Three self-portraits by Duterrau are known today.15 The earliest features Duterrau aged no more than fifty-two for it was exhibited in the summer Exhibition of the Royal Academy of Art in London in 1819.16 Long-time resident of Hobart, accountant Mr Lorenzo Lodge (1823-1911) – son of a London architect – presented the Tasmanian Museum and Art Gallery (TMAG) with a different self-portrait by Duterrau in 1900. He and Duterrau never met as Lodge did not arrive in Tasmania until 1854, three or so years after Duterrau’s death in his Bathurst Street house on 11 July 1851, aged eighty-four. The two men shared a strong belief in temperance, Duterrau lecturing at least twice on the topic of total abstinence in Hobart Town, once in 1847 in the Infant School in Murray Street.17
The full date on the TMAG self-portrait, at the bottom right of the folio is: ‘13 Sep 1837’. This was the day on which Duterrau delivered a lecture to the Hobart Town Mechanics’ Institution. It was ‘most respectably attended, both in point of fashion and numbers’. Present in the audience listening to Duterrau expiate ‘on the importance of good taste being encouraged, in the fine arts’, was the cream of the Island’s European gentry, including the Lt-Governor Sir John Franklin (1786 – 1847) and wife Lady Jane (1791 – 1875), Franklin’s Private Secretary Captain Alexander Maconochie (1787 – 1860) and wife Mary, and the young aide-de-camp Henry George Elliot (1817 – 1907). 1837 was the year in which Duterrau advertised having completed a series of paintings representing ‘the occupations and amusements of the Aborigines of Van Diemen’s Land’. In the series was ‘a work of such magnitude as the national picture’.19 Duterrau illustrated the lecture pointing to the recent history of painting and engraving in England.20 He knew his subject well having worked as an engraver in England where he was also known to the Franklins.21
The self-portrait that bears the specific date of an 1837 lecture – evidently so important to Duterrau – measures ‘91.5 x 72 cm’. It has been laid onto Masonite panel; the oil on canvas does not extend beyond the recto surface of the composition board.22 As such the canvas that initially would have curled around a stretcher has been cut. Is it possible that the TMAG self-portrait was larger when first painted?
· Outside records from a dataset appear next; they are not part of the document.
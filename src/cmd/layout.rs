use reflectdoc::reflect::{Result, layout_document, write_document};

use crate::cmd::sample;

/// Print the bundled model's layout document to stdout.
pub fn run() -> Result<()> {
	let model = sample::demo_model();
	println!("{}", write_document(&layout_document(&model)));
	Ok(())
}
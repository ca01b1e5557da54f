mod error;
mod export;
mod extract;
mod graph;
mod instance;
mod kind;
mod layout;
mod model;
mod opaque;
mod value;
mod writer;

/// Error and result aliases.
pub use error::{ReflectError, Result};
/// Aggregator entry points, rendered-document bundle, and output file names.
pub use export::{DEFAULT_OBJECTS_FILE_NAME, ExportedDocuments, LAYOUT_FILE_NAME, default_objects_document, export_documents, layout_document};
/// Value extraction entry point.
pub use extract::extract_value;
/// Instance serialization types and entry points.
pub use graph::{InstanceRecord, serialize_instance};
/// Runtime instance storage and registry types.
pub use instance::{Datum, DelegateBinding, Instance, InstanceId, LocalizedText, Outer, PropertyBag};
/// Property descriptor types.
pub use kind::{Property, PropertyKind, TypeRef};
/// Type descriptor export entry points.
pub use layout::{export_class, export_module, export_property, export_struct};
/// Model type tables and the injected model handle.
pub use model::{Class, EnumDef, EnumEntry, Module, ModuleMember, ObjectModel, StructDef};
/// Structured sub-serializer sentinel.
pub use opaque::OPAQUE_SENTINEL;
/// Canonical interchange value types.
pub use value::{ObjectValue, Value};
/// Deterministic document rendering.
pub use writer::write_document;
The 1835 self-portrait measures 95.5 x 82.5 cm. By comparison, the TMAG version of the painting is about four centimetres shorter in height and about ten centimetres less in width. When included, it was customary for Duterrau to place the year of his production to the right of his initials, such a year being absent in the TMAG version which, upon a sight inspection of the painting, has the bottom half of the initials missing in the lower right corner. Visible, on the table, at the right edge of both paintings, is the entire spectacle case of the subject.
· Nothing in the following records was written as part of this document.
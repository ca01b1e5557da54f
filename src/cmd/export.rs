use std::path::PathBuf;

use reflectdoc::reflect::{DEFAULT_OBJECTS_FILE_NAME, LAYOUT_FILE_NAME, ReflectError, Result, export_documents};
use tracing::info;

use crate::cmd::sample;

/// Export both documents of the bundled model into an existing directory.
pub fn run(out_dir: PathBuf) -> Result<()> {
	if !out_dir.is_dir() {
		return Err(ReflectError::OutputDirMissing { path: out_dir });
	}

	let model = sample::demo_model();
	let documents = export_documents(&model)?;

	let layout_path = out_dir.join(LAYOUT_FILE_NAME);
	std::fs::write(&layout_path, &documents.layout)?;
	info!(path = %layout_path.display(), "layout exported");

	let defaults_path = out_dir.join(DEFAULT_OBJECTS_FILE_NAME);
	std::fs::write(&defaults_path, &documents.default_objects)?;
	info!(path = %defaults_path.display(), "default objects exported");

	println!("layout: {}", layout_path.display());
	println!("default_objects: {}", defaults_path.display());

	Ok(())
}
Whilst being on an old re-lined canvas the original canvas of the 1835 self-portrait reaches mostly to the front edge of an old timber stretcher, in some places wrapping a little around it. Considering the age appearance of Duterrau in the 1835 self-portrait we can conclude that it was definitely painted in Tasmania. Given the specific date on the folio of the TMAG’s Duterrau self-portrait it was certainly finalised by the artist in Tasmania noting the important ‘13 Sep 1837’ evening lecture date after the event.
Nearly all of the front of the dog-eared, blue-grey folio as held by the sitter – enclosing within loose works on paper – is visible in the 1835 version, the folio being a key element on each of the three self-portraits. In the painting exhibited in 1819 a thick folio is clearly claimed, tucked under the subject’s arm, announcing no title that would point to anything specific regarding its contents, or owner. The TMAG self-portrait folio bears the title: ‘Rafaelle’s / Cartoons’, and, in smaller letters underneath – as a subtitle and perhaps as a final addition like its date – the fainter ‘and School of Athens’. With more balanced spacing and even lettering, prominence is given to the full title on the folio of the 1835 self-portrait: ‘Raffaelle’s Cartoons / and / School of Athens.’ (note Duterrau’s different spellings of ‘Rafaelle’ and ‘Raffaelle’, respectively).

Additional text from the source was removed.